Patlovich significava "Aquela Sem Nome" nas línguas do Sul. Mya era um simbolismo para "minha" e tudo indicava que Felon se sentira no direito de chamá-la "Minha Órfã" sem remorsos ou pesos na consciência. Na verdade, era certo que para ele não significava nada o modo que a chamava. De órfã ou de posse. Mas aquilo a incomodava muito.

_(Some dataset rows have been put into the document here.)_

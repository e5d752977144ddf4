//! `fix-xml` subcommand

use std::io::{self, Write};
use std::path::PathBuf;

use anyhow::{Context, Result};
use clap::Args;
use rtlfix_text::ShapingService;
use rtlfix_xml::{BatchReport, BatchXmlFixer, FileOutcome, FixerConfig};

#[derive(Debug, Args)]
pub struct FixXmlArgs {
    /// Directory to scan (defaults to the directory of this program)
    pub dir: Option<PathBuf>,

    /// Attribute to reshape
    #[arg(long, default_value = "Value")]
    pub attribute: String,

    /// Suffix appended to each output file's stem
    #[arg(long, default_value = "_fixed")]
    pub suffix: String,

    /// Keep directory-listing order instead of sorting by file name
    #[arg(long)]
    pub no_sort: bool,

    /// Skip files whose name already ends in the suffix
    #[arg(long)]
    pub skip_outputs: bool,
}

impl FixXmlArgs {
    fn config(&self) -> FixerConfig {
        FixerConfig {
            attribute: self.attribute.clone(),
            suffix: self.suffix.clone(),
            sort: !self.no_sort,
            skip_outputs: self.skip_outputs,
        }
    }
}

pub fn run(args: FixXmlArgs) -> Result<()> {
    let dir = match &args.dir {
        Some(dir) => dir.clone(),
        None => super::program_dir().context("Could not locate the program directory")?,
    };

    let fixer = BatchXmlFixer::new(&ShapingService::detect(), args.config())
        .context("Cannot start the XML fixer")?;
    let report = fixer
        .run(&dir)
        .with_context(|| format!("Failed to scan {}", dir.display()))?;

    print_report(&report, &mut io::stdout().lock())?;
    Ok(())
}

/// One line per file, or a single line when nothing was found
fn print_report(report: &BatchReport, out: &mut impl Write) -> io::Result<()> {
    if report.is_empty() {
        return writeln!(out, "No XML files found in {}", report.directory.display());
    }

    for path in &report.skipped {
        writeln!(out, "{}: skipped (earlier output)", path.display())?;
    }

    for outcome in &report.outcomes {
        match outcome {
            FileOutcome::Fixed(file) => writeln!(
                out,
                "{}: {} attribute(s) changed -> {}",
                file.source.display(),
                file.changed,
                file.output.display()
            )?,
            FileOutcome::Failed { path, error } => {
                writeln!(out, "{}: skipped ({})", path.display(), error)?
            }
        }
    }

    Ok(())
}

#[cfg(test)]
mod tests {
    use super::*;
    use std::fs;

    fn report_for(dir: &std::path::Path) -> BatchReport {
        BatchXmlFixer::new(&ShapingService::detect(), FixerConfig::default())
            .unwrap()
            .run(dir)
            .unwrap()
    }

    fn render(report: &BatchReport) -> String {
        let mut out = Vec::new();
        print_report(report, &mut out).unwrap();
        String::from_utf8(out).unwrap()
    }

    #[test]
    fn test_report_no_files() {
        let dir = tempfile::tempdir().unwrap();
        let text = render(&report_for(dir.path()));
        assert!(text.starts_with("No XML files found in "));
        assert_eq!(text.lines().count(), 1);
    }

    #[test]
    fn test_report_per_file_lines() {
        let dir = tempfile::tempdir().unwrap();
        fs::write(dir.path().join("a.xml"), r#"<r><i Value="مرحبا"/><i Value="hello"/></r>"#).unwrap();
        fs::write(dir.path().join("b.xml"), "<r>").unwrap();

        let text = render(&report_for(dir.path()));
        let lines: Vec<&str> = text.lines().collect();

        assert_eq!(lines.len(), 2);
        assert!(lines[0].contains("a.xml: 1 attribute(s) changed -> "));
        assert!(lines[0].ends_with("a_fixed.xml"));
        assert!(lines[1].contains("b.xml: skipped ("));
    }

    #[test]
    fn test_config_from_flags() {
        let args = FixXmlArgs {
            dir: None,
            attribute: "Text".to_string(),
            suffix: "_rtl".to_string(),
            no_sort: true,
            skip_outputs: true,
        };
        let config = args.config();
        assert_eq!(config.attribute, "Text");
        assert!(!config.sort);
        assert!(config.skip_outputs);
    }

    #[test]
    fn test_report_lists_skipped_outputs() {
        let dir = tempfile::tempdir().unwrap();
        fs::write(dir.path().join("menu_fixed.xml"), r#"<r><i Value="مرحبا"/></r>"#).unwrap();

        let config = FixerConfig {
            skip_outputs: true,
            ..FixerConfig::default()
        };
        let report = BatchXmlFixer::new(&ShapingService::detect(), config)
            .unwrap()
            .run(dir.path())
            .unwrap();
        let text = render(&report);

        assert!(!text.starts_with("No XML files found"));
        assert!(text.trim_end().ends_with("menu_fixed.xml: skipped (earlier output)"));
    }
}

Quando algum sulista a chamava "Mya Patlovich" ela o encarava e esperava se ele iria sorrir, dar uma ordem ou apenas continuar falando. 

- Patlovich?

- O que foi, Kay? - ela respondeu, esquecendo-se por um segundo de ser educada, gentil e ela mesma. 

- Você precisa me dizer quanto é preciso de cada substância para que eu possa fundi-las. 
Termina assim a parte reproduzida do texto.